== The records ==
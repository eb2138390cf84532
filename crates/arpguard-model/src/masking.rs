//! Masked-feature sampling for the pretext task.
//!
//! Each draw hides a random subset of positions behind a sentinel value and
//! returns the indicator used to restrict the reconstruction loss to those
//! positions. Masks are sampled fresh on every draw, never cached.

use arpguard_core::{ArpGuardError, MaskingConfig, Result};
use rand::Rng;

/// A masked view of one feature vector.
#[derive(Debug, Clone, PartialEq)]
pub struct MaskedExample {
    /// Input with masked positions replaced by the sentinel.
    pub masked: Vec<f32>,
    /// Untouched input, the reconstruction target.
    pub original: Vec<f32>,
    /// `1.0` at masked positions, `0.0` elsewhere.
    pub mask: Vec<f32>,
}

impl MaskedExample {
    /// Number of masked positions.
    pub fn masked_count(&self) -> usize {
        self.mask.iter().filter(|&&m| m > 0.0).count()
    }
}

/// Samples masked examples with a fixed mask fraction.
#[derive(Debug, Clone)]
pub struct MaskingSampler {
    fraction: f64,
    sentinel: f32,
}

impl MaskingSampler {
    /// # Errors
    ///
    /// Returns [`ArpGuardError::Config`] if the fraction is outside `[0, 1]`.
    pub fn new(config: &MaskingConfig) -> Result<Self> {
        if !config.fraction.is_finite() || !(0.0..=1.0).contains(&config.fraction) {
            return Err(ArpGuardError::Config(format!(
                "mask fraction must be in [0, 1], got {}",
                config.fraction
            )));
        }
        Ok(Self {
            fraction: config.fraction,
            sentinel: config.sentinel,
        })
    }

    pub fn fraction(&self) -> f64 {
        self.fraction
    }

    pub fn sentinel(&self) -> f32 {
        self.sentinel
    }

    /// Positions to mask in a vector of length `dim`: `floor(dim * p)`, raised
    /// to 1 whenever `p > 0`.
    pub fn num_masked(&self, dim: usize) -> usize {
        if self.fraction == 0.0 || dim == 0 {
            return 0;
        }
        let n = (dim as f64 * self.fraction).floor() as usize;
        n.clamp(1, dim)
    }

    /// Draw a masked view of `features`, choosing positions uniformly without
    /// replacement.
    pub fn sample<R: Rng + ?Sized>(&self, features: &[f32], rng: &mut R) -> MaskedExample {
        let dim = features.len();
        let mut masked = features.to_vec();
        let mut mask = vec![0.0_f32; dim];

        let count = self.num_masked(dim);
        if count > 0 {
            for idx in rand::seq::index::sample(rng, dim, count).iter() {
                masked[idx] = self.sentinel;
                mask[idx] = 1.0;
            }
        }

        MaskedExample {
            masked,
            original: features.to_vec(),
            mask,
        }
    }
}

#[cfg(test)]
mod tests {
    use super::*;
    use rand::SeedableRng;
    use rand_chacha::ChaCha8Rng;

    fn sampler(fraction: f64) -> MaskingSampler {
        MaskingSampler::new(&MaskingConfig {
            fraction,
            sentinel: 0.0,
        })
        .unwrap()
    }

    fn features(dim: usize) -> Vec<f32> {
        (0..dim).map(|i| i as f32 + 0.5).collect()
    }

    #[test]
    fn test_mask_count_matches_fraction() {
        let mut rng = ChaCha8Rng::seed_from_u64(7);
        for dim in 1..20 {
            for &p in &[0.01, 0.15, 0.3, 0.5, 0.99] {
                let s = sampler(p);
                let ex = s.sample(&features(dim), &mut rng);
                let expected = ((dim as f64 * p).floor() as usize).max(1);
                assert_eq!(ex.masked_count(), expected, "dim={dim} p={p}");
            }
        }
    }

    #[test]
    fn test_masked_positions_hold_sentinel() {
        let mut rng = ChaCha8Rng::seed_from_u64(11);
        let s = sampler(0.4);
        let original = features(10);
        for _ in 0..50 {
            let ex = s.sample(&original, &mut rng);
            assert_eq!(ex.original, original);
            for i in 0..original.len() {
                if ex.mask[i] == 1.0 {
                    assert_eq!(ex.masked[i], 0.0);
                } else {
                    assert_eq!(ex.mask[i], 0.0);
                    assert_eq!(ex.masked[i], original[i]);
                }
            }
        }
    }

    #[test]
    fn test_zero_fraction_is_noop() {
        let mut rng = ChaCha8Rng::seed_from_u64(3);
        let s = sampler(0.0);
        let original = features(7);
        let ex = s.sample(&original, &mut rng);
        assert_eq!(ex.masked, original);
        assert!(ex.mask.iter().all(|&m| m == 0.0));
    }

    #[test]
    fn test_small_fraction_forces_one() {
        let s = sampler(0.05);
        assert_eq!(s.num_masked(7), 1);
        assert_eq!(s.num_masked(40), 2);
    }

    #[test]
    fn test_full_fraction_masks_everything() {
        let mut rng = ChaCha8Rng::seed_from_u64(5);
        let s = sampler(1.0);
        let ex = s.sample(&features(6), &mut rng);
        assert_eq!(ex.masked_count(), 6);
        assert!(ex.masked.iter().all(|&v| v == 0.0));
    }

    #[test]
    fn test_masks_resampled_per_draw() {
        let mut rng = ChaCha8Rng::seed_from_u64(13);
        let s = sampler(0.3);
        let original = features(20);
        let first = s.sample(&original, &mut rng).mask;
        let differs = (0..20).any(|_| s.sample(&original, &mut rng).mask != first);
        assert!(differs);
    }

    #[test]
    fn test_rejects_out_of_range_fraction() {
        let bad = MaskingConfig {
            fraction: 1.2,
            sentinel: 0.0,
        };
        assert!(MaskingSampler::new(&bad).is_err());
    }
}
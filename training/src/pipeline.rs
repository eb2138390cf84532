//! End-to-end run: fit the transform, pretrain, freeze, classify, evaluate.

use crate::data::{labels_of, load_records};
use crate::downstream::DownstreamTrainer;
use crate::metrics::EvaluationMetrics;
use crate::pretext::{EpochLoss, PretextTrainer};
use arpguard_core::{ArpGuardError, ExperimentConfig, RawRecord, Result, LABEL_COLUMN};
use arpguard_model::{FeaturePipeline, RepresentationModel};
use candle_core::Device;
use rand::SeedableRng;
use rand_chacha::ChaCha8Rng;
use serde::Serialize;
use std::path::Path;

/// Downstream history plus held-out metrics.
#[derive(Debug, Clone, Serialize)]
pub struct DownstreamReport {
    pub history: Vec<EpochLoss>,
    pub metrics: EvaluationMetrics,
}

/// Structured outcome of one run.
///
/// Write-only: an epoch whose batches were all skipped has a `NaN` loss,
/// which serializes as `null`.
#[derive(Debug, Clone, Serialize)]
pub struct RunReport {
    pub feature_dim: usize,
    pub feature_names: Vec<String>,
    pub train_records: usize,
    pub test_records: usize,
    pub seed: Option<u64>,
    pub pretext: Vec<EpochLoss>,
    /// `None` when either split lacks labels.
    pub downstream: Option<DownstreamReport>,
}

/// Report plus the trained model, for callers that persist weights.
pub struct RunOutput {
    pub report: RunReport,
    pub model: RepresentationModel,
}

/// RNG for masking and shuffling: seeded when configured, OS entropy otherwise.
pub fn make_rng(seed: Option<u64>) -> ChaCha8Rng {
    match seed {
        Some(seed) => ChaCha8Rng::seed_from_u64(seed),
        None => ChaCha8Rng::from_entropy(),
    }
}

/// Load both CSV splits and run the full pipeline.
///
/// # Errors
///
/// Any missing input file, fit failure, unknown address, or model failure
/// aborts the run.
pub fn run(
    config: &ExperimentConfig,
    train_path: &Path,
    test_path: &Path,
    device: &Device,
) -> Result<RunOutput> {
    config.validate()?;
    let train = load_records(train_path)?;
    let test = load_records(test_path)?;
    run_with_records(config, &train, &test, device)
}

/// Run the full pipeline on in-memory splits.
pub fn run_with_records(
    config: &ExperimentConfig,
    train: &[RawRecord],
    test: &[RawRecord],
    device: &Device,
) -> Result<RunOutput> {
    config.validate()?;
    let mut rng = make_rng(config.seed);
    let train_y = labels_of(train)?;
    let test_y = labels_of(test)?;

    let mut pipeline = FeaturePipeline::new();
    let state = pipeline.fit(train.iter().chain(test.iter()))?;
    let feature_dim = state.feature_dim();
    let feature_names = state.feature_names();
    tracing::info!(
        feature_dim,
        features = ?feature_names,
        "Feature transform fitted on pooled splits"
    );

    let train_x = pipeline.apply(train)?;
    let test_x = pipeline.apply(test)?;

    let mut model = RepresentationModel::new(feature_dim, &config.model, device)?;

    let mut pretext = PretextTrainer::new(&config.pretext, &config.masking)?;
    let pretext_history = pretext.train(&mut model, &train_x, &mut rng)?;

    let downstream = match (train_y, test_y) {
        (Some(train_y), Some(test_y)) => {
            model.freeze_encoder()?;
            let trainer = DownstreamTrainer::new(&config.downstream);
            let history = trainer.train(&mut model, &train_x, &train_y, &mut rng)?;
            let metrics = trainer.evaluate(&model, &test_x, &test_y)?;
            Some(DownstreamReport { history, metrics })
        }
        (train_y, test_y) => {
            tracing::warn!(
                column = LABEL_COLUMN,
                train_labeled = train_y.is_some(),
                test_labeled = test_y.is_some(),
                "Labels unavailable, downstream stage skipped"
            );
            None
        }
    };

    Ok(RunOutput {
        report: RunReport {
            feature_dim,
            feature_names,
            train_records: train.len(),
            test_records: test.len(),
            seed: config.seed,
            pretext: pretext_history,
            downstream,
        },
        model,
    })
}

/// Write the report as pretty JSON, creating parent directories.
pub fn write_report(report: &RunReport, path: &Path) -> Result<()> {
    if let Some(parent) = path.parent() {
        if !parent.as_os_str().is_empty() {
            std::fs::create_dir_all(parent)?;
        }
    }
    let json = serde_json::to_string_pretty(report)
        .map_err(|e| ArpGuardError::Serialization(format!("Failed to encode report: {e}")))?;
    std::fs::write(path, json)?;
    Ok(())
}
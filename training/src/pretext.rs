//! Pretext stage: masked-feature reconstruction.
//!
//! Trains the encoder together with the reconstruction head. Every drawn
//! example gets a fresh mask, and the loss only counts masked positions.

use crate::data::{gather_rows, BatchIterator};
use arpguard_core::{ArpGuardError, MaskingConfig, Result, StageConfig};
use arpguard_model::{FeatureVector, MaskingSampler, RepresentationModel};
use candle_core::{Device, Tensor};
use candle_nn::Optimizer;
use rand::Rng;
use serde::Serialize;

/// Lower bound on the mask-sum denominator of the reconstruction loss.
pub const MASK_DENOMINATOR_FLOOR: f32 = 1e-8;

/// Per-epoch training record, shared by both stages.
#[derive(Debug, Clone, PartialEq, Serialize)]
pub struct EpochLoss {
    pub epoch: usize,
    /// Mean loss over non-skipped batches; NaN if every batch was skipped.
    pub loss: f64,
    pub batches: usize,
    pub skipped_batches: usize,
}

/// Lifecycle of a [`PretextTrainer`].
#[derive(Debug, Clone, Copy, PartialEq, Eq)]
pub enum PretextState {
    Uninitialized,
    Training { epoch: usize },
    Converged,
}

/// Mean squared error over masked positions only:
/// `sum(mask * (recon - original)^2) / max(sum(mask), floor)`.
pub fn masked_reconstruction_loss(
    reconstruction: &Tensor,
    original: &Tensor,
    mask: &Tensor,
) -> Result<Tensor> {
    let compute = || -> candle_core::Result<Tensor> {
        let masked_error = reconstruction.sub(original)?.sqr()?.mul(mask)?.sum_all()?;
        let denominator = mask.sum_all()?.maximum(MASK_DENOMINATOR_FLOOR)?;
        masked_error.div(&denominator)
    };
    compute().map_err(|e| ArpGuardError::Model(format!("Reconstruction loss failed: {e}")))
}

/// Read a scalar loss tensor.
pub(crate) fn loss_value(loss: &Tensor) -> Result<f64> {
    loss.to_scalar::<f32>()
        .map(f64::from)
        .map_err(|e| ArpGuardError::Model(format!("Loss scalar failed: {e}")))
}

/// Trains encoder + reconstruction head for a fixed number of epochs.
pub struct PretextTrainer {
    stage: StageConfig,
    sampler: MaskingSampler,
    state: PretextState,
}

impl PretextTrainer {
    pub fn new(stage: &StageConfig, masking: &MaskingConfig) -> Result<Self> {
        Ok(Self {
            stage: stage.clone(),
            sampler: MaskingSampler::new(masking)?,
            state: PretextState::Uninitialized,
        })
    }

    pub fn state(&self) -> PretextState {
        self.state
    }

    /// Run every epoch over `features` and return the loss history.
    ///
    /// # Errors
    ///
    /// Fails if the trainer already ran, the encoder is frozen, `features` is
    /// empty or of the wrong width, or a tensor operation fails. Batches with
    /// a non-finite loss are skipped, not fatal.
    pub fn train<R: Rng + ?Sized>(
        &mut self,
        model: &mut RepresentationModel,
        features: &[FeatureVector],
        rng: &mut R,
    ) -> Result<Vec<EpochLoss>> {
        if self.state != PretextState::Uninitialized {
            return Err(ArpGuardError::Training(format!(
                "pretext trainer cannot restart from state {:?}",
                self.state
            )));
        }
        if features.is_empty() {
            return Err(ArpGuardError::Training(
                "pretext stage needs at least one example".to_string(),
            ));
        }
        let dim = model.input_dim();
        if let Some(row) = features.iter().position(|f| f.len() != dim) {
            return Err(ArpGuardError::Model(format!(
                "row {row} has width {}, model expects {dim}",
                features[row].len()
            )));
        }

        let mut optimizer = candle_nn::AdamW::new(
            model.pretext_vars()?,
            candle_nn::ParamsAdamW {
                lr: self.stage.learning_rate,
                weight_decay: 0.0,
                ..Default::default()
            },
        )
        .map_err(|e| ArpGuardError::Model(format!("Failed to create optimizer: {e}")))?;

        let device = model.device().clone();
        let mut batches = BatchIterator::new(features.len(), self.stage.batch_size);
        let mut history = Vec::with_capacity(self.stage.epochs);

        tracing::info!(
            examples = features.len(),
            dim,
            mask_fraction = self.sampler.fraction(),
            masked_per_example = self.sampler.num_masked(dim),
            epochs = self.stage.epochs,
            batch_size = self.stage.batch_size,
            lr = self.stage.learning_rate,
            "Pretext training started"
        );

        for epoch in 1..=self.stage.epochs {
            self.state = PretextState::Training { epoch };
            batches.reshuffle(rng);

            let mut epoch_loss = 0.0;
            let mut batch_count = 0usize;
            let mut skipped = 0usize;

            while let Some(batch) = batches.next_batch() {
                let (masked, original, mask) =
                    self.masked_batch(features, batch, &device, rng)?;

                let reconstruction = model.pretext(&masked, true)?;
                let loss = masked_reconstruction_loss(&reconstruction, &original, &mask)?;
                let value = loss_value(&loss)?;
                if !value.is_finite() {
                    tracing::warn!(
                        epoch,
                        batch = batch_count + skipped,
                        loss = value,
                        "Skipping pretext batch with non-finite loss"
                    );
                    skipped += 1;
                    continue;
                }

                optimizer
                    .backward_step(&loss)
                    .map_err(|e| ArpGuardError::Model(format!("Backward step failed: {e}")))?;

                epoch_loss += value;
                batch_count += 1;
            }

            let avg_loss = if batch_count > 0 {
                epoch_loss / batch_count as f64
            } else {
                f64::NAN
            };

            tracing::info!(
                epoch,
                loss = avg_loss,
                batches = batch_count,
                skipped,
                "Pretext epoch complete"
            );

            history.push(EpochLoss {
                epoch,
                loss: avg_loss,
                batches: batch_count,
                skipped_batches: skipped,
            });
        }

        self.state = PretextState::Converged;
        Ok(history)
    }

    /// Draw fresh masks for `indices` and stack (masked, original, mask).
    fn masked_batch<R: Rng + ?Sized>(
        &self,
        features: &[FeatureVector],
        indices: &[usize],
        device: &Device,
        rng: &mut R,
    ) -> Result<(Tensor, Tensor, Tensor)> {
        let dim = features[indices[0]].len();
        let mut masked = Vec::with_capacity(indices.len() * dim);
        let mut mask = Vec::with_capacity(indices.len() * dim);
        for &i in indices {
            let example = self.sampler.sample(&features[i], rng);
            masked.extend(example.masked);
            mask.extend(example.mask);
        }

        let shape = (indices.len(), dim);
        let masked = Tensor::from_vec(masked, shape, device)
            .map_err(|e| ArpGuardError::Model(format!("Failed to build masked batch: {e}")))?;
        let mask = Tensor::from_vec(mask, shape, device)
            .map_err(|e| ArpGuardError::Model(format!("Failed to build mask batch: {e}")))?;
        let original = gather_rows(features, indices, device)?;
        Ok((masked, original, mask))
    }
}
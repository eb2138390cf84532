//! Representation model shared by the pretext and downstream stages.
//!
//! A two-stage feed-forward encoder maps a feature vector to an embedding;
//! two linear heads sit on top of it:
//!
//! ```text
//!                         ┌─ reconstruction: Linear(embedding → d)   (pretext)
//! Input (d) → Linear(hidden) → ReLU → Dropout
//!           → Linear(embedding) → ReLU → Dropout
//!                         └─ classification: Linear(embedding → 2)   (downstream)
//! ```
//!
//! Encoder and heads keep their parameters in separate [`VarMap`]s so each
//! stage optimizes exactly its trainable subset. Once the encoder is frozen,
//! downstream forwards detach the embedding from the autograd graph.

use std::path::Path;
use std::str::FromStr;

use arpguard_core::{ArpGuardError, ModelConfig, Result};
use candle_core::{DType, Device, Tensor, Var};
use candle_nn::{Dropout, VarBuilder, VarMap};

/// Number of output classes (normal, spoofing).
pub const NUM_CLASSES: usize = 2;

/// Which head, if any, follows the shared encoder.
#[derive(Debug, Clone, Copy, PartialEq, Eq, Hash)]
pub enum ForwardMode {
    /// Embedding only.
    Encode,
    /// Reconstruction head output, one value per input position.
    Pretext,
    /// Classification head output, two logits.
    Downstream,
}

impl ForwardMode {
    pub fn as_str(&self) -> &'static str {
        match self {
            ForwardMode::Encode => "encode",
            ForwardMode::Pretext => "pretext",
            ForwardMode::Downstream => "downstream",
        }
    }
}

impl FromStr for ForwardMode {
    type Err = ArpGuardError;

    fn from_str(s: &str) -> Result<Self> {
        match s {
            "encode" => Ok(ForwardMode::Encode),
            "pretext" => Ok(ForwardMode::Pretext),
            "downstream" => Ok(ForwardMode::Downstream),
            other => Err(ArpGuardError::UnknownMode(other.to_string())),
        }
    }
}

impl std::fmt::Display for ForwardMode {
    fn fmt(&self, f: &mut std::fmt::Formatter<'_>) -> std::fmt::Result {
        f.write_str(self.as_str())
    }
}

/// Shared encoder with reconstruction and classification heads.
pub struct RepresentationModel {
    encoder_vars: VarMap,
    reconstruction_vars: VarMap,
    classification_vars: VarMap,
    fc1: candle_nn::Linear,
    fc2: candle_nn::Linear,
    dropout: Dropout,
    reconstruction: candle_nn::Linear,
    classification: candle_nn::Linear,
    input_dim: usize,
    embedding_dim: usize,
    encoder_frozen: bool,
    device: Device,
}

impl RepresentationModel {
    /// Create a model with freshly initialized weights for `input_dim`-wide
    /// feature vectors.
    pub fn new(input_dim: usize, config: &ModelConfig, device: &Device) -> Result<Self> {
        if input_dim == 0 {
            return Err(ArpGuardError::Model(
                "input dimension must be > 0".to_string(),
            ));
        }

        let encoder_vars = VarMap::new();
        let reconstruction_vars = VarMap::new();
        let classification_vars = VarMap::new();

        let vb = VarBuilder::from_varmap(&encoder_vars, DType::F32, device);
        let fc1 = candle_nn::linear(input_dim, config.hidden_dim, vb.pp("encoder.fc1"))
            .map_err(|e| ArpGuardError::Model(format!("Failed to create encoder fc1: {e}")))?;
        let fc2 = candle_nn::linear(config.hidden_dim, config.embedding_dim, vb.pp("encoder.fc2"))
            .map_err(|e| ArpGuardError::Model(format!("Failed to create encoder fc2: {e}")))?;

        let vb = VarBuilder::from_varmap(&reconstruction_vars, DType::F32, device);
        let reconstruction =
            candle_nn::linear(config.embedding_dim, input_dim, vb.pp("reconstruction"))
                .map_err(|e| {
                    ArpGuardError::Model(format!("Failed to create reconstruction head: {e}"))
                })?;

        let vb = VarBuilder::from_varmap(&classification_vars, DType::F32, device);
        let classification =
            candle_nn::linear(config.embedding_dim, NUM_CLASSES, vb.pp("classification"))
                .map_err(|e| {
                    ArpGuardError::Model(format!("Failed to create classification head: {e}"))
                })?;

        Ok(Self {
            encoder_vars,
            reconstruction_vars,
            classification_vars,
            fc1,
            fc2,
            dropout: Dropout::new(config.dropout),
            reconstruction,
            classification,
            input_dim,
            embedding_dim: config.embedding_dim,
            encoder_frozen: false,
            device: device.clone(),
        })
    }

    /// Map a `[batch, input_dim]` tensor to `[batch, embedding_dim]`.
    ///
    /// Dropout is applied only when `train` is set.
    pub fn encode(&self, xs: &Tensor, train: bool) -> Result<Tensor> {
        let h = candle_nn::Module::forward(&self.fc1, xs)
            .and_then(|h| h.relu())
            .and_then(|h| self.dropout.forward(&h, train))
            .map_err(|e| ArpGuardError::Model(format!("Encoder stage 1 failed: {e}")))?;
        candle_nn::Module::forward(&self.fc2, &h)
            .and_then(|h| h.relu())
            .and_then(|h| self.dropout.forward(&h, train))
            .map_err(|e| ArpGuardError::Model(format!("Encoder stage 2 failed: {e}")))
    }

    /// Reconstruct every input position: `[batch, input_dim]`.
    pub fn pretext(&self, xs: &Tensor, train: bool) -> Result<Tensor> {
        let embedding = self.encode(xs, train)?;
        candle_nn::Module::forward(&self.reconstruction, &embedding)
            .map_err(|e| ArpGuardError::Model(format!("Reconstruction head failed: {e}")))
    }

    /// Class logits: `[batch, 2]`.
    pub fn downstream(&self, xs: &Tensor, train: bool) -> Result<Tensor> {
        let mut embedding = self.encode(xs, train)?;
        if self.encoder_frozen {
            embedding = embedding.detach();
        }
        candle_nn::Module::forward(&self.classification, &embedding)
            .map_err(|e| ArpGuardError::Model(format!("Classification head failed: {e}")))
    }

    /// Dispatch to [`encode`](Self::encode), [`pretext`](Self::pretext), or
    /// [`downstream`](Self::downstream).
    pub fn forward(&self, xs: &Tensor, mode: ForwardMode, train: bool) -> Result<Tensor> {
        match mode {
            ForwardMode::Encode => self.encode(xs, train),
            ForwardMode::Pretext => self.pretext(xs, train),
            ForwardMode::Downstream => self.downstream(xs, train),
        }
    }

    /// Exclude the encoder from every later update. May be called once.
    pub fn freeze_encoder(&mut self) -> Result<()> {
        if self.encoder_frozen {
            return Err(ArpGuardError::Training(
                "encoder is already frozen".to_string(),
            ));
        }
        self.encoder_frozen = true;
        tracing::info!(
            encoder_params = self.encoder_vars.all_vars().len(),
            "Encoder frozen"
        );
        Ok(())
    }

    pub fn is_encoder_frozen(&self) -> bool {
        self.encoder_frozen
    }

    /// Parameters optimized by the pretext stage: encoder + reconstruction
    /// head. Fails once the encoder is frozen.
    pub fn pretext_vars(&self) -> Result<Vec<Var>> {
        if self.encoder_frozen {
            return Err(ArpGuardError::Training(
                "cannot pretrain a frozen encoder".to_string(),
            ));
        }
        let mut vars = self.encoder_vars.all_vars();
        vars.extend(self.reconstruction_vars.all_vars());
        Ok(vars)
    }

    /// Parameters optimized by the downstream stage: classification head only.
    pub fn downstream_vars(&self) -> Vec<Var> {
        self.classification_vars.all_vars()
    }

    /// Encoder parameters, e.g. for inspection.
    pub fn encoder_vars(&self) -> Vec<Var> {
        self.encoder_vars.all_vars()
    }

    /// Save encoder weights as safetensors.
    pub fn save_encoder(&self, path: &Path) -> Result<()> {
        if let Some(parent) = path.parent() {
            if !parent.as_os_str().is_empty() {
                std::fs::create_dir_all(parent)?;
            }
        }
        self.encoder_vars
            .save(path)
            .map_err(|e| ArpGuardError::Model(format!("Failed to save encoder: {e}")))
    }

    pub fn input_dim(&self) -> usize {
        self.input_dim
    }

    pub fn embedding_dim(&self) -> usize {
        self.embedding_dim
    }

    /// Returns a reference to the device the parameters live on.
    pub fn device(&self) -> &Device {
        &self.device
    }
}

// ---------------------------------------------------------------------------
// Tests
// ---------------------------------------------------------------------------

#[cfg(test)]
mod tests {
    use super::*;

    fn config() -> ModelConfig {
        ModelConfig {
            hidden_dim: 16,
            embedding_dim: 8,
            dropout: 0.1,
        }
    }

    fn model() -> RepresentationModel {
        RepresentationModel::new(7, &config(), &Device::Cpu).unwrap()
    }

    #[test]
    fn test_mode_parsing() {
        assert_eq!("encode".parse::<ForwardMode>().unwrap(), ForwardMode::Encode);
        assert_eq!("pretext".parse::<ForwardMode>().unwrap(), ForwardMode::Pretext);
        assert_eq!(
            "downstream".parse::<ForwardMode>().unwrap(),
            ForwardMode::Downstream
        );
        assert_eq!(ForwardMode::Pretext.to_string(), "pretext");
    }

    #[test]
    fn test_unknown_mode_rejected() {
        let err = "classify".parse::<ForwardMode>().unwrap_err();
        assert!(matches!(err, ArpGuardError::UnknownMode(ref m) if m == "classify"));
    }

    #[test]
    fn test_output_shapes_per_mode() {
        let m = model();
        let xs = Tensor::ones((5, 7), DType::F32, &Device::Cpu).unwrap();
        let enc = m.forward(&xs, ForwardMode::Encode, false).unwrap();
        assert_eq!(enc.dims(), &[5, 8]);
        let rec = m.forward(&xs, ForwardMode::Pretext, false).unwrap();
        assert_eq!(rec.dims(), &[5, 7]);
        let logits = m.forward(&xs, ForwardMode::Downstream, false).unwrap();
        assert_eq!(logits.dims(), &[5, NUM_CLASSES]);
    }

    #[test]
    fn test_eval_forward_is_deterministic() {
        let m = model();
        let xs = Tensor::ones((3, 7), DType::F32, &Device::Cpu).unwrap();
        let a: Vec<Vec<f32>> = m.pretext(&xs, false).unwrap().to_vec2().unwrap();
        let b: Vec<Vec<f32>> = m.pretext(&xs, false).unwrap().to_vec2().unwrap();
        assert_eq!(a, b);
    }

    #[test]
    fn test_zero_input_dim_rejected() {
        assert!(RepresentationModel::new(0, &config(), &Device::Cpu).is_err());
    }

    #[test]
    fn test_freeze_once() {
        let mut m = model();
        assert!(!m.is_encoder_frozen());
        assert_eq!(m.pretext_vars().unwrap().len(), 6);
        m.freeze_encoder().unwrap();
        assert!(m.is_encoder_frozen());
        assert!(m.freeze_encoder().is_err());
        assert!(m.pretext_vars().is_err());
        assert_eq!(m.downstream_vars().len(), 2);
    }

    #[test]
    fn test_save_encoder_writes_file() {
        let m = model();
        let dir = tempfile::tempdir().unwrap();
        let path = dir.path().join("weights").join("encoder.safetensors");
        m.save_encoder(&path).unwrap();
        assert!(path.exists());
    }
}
===
■ Your assignment
Every line of the listing that holds the word "optimized" is to be found and copied.

■ Solution for this task
    /// Parameters optimized by the pretext stage: encoder + reconstruction
    /// Parameters optimized by the downstream stage: classification head only.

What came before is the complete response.